[Dataset entries]
________

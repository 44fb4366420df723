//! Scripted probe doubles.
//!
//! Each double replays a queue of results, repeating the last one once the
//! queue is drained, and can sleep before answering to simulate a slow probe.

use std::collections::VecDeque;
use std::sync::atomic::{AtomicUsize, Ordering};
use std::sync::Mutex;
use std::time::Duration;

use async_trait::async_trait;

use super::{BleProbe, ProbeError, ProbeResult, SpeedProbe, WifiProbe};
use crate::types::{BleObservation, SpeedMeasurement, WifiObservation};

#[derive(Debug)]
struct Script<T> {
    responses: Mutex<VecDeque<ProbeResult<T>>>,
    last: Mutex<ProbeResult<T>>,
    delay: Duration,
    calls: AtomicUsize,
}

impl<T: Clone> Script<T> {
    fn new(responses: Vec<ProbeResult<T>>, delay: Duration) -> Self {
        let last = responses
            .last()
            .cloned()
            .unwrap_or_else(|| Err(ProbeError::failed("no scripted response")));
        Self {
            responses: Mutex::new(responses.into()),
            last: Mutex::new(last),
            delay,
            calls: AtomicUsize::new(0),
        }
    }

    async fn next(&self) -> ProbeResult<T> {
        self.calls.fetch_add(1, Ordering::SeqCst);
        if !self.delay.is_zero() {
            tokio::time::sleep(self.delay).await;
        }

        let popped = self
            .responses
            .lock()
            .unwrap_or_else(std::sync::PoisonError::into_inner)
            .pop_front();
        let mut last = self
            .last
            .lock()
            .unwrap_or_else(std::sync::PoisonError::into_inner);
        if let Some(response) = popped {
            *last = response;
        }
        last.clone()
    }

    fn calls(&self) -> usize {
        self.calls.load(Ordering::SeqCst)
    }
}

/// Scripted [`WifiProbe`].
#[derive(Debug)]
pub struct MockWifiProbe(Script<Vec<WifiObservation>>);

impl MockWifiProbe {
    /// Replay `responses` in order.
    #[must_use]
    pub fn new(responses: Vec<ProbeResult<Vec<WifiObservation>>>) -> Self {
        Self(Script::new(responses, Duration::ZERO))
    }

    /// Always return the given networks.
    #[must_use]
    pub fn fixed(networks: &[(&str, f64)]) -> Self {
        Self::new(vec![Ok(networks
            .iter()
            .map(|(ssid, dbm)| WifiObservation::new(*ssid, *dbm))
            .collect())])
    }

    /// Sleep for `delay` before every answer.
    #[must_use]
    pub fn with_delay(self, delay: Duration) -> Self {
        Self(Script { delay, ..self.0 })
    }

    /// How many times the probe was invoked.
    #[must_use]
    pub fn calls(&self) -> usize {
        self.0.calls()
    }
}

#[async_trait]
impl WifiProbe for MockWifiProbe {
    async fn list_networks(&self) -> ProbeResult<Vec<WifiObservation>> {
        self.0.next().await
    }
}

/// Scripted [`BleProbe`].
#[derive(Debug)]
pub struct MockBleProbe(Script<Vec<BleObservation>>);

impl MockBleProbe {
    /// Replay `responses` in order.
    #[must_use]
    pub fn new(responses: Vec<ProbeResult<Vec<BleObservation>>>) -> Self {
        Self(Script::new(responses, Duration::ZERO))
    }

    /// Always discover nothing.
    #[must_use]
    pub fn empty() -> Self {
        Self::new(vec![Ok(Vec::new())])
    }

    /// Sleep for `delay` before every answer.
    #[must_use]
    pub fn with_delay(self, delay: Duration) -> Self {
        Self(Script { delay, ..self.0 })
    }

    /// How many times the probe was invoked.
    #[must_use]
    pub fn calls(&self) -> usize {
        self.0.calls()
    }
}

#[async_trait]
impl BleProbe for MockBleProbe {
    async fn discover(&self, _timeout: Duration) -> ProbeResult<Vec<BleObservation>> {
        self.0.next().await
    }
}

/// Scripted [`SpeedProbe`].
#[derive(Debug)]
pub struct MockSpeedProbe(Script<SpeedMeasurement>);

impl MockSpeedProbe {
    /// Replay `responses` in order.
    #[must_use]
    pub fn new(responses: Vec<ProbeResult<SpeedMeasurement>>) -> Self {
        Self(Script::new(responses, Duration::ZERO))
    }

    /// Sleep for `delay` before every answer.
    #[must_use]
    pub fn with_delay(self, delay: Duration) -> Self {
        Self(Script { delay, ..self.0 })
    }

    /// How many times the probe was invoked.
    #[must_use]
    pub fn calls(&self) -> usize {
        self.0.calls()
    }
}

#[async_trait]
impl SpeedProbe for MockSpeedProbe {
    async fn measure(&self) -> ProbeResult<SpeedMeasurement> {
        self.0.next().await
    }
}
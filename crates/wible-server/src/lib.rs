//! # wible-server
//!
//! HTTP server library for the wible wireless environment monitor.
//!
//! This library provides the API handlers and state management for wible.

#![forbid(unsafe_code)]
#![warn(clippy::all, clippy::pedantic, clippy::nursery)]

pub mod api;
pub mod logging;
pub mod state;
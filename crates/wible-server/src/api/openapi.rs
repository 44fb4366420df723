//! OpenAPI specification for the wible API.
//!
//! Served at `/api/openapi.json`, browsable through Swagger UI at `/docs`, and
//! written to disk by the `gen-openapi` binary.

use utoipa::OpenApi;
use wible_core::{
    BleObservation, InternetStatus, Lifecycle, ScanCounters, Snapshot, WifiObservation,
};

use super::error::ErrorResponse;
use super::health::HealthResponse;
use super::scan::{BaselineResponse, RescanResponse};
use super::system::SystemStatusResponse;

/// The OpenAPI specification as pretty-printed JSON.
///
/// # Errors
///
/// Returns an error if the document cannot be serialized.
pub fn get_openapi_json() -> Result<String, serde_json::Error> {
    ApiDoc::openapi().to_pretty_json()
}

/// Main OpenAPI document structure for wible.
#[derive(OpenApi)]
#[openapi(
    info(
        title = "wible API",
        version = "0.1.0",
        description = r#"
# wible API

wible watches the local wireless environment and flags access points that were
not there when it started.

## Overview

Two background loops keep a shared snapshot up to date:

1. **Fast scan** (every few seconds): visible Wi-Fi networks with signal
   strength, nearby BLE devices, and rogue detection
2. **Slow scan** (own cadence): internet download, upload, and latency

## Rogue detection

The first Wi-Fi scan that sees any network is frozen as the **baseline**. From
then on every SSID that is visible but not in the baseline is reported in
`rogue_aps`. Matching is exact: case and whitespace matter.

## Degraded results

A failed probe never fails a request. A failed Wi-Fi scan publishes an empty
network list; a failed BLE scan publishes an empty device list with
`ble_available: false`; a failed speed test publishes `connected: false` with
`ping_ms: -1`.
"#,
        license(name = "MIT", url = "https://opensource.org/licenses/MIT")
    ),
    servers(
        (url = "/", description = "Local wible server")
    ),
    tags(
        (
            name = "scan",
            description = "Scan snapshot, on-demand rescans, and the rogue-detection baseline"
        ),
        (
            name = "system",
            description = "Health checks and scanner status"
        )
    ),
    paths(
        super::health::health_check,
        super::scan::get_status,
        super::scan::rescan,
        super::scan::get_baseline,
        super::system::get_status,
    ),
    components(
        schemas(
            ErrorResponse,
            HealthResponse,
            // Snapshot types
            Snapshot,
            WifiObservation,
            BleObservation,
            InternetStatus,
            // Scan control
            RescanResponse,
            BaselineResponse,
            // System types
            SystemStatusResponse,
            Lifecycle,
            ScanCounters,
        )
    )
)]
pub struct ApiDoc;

________

(What to work on): Copy the entries exactly, leaving no line out.

(Expected output):
repository 44fb4366420df723
//! Scripted probe doubles.
//!
//! Each double replays a queue of results, repeating the last one once the
//! queue is drained, and can sleep before answering to simulate a slow probe.

use std::collections::VecDeque;
use std::sync::atomic::{AtomicUsize, Ordering};
use std::sync::Mutex;
use std::time::Duration;

use async_trait::async_trait;

use super::{BleProbe, ProbeError, ProbeResult, SpeedProbe, WifiProbe};
use crate::types::{BleObservation, SpeedMeasurement, WifiObservation};

#[derive(Debug)]
struct Script<T> {
    responses: Mutex<VecDeque<ProbeResult<T>>>,
    last: Mutex<ProbeResult<T>>,
    delay: Duration,
    calls: AtomicUsize,
}

impl<T: Clone> Script<T> {
    fn new(responses: Vec<ProbeResult<T>>, delay: Duration) -> Self {
        let last = responses
            .last()
            .cloned()
            .unwrap_or_else(|| Err(ProbeError::failed("no scripted response")));
        Self {
            responses: Mutex::new(responses.into()),
            last: Mutex::new(last),
            delay,
            calls: AtomicUsize::new(0),
        }
    }

    async fn next(&self) -> ProbeResult<T> {
        self.calls.fetch_add(1, Ordering::SeqCst);
        if !self.delay.is_zero() {
            tokio::time::sleep(self.delay).await;
        }

        let popped = self
            .responses
            .lock()
            .unwrap_or_else(std::sync::PoisonError::into_inner)
            .pop_front();
        let mut last = self
            .last
            .lock()
            .unwrap_or_else(std::sync::PoisonError::into_inner);
        if let Some(response) = popped {
            *last = response;
        }
        last.clone()
    }

    fn calls(&self) -> usize {
        self.calls.load(Ordering::SeqCst)
    }
}

/// Scripted [`WifiProbe`].
#[derive(Debug)]
pub struct MockWifiProbe(Script<Vec<WifiObservation>>);

impl MockWifiProbe {
    /// Replay `responses` in order.
    #[must_use]
    pub fn new(responses: Vec<ProbeResult<Vec<WifiObservation>>>) -> Self {
        Self(Script::new(responses, Duration::ZERO))
    }

    /// Always return the given networks.
    #[must_use]
    pub fn fixed(networks: &[(&str, f64)]) -> Self {
        Self::new(vec![Ok(networks
            .iter()
            .map(|(ssid, dbm)| WifiObservation::new(*ssid, *dbm))
            .collect())])
    }

    /// Sleep for `delay` before every answer.
    #[must_use]
    pub fn with_delay(self, delay: Duration) -> Self {
        Self(Script { delay, ..self.0 })
    }

    /// How many times the probe was invoked.
    #[must_use]
    pub fn calls(&self) -> usize {
        self.0.calls()
    }
}

#[async_trait]
impl WifiProbe for MockWifiProbe {
    async fn list_networks(&self) -> ProbeResult<Vec<WifiObservation>> {
        self.0.next().await
    }
}

/// Scripted [`BleProbe`].
#[derive(Debug)]
pub struct MockBleProbe(Script<Vec<BleObservation>>);

impl MockBleProbe {
    /// Replay `responses` in order.
    #[must_use]
    pub fn new(responses: Vec<ProbeResult<Vec<BleObservation>>>) -> Self {
        Self(Script::new(responses, Duration::ZERO))
    }

    /// Always discover nothing.
    #[must_use]
    pub fn empty() -> Self {
        Self::new(vec![Ok(Vec::new())])
    }

    /// Sleep for `delay` before every answer.
    #[must_use]
    pub fn with_delay(self, delay: Duration) -> Self {
        Self(Script { delay, ..self.0 })
    }

    /// How many times the probe was invoked.
    #[must_use]
    pub fn calls(&self) -> usize {
        self.0.calls()
    }
}

#[async_trait]
impl BleProbe for MockBleProbe {
    async fn discover(&self, _timeout: Duration) -> ProbeResult<Vec<BleObservation>> {
        self.0.next().await
    }
}

/// Scripted [`SpeedProbe`].
#[derive(Debug)]
pub struct MockSpeedProbe(Script<SpeedMeasurement>);

impl MockSpeedProbe {
    /// Replay `responses` in order.
    #[must_use]
    pub fn new(responses: Vec<ProbeResult<SpeedMeasurement>>) -> Self {
        Self(Script::new(responses, Duration::ZERO))
    }

    /// Sleep for `delay` before every answer.
    #[must_use]
    pub fn with_delay(self, delay: Duration) -> Self {
        Self(Script { delay, ..self.0 })
    }

    /// How many times the probe was invoked.
    #[must_use]
    pub fn calls(&self) -> usize {
        self.0.calls()
    }
}

#[async_trait]
impl SpeedProbe for MockSpeedProbe {
    async fn measure(&self) -> ProbeResult<SpeedMeasurement> {
        self.0.next().await
    }
}
filename crates/wible-server/src/lib.rs
//! # wible-server
//!
//! HTTP server library for the wible wireless environment monitor.
//!
//! This library provides the API handlers and state management for wible.

#![forbid(unsafe_code)]
#![warn(clippy::all, clippy::pedantic, clippy::nursery)]

pub mod api;
pub mod logging;
pub mod state;
filename crates/wible-server/src/api/openapi.rs
repository 44fb4366420df723
//! OpenAPI specification for the wible API.
//!
//! Served at `/api/openapi.json`, browsable through Swagger UI at `/docs`, and
//! written to disk by the `gen-openapi` binary.

use utoipa::OpenApi;
use wible_core::{
    BleObservation, InternetStatus, Lifecycle, ScanCounters, Snapshot, WifiObservation,
};

use super::error::ErrorResponse;
use super::health::HealthResponse;
use super::scan::{BaselineResponse, RescanResponse};
use super::system::SystemStatusResponse;

/// The OpenAPI specification as pretty-printed JSON.
///
/// # Errors
///
/// Returns an error if the document cannot be serialized.
pub fn get_openapi_json() -> Result<String, serde_json::Error> {
    ApiDoc::openapi().to_pretty_json()
}

/// Main OpenAPI document structure for wible.
#[derive(OpenApi)]
#[openapi(
    info(
        title = "wible API",
        version = "0.1.0",
        description = r#"
# wible API

wible watches the local wireless environment and flags access points that were
not there when it started.

## Overview

Two background loops keep a shared snapshot up to date:

1. **Fast scan** (every few seconds): visible Wi-Fi networks with signal
   strength, nearby BLE devices, and rogue detection
2. **Slow scan** (own cadence): internet download, upload, and latency

## Rogue detection

The first Wi-Fi scan that sees any network is frozen as the **baseline**. From
then on every SSID that is visible but not in the baseline is reported in
`rogue_aps`. Matching is exact: case and whitespace matter.

## Degraded results

A failed probe never fails a request. A failed Wi-Fi scan publishes an empty
network list; a failed BLE scan publishes an empty device list with
`ble_available: false`; a failed speed test publishes `connected: false` with
`ping_ms: -1`.
"#,
        license(name = "MIT", url = "https://opensource.org/licenses/MIT")
    ),
    servers(
        (url = "/", description = "Local wible server")
    ),
    tags(
        (
            name = "scan",
            description = "Scan snapshot, on-demand rescans, and the rogue-detection baseline"
        ),
        (
            name = "system",
            description = "Health checks and scanner status"
        )
    ),
    paths(
        super::health::health_check,
        super::scan::get_status,
        super::scan::rescan,
        super::scan::get_baseline,
        super::system::get_status,
    ),
    components(
        schemas(
            ErrorResponse,
            HealthResponse,
            // Snapshot types
            Snapshot,
            WifiObservation,
            BleObservation,
            InternetStatus,
            // Scan control
            RescanResponse,
            BaselineResponse,
            // System types
            SystemStatusResponse,
            Lifecycle,
            ScanCounters,
        )
    )
)]
pub struct ApiDoc;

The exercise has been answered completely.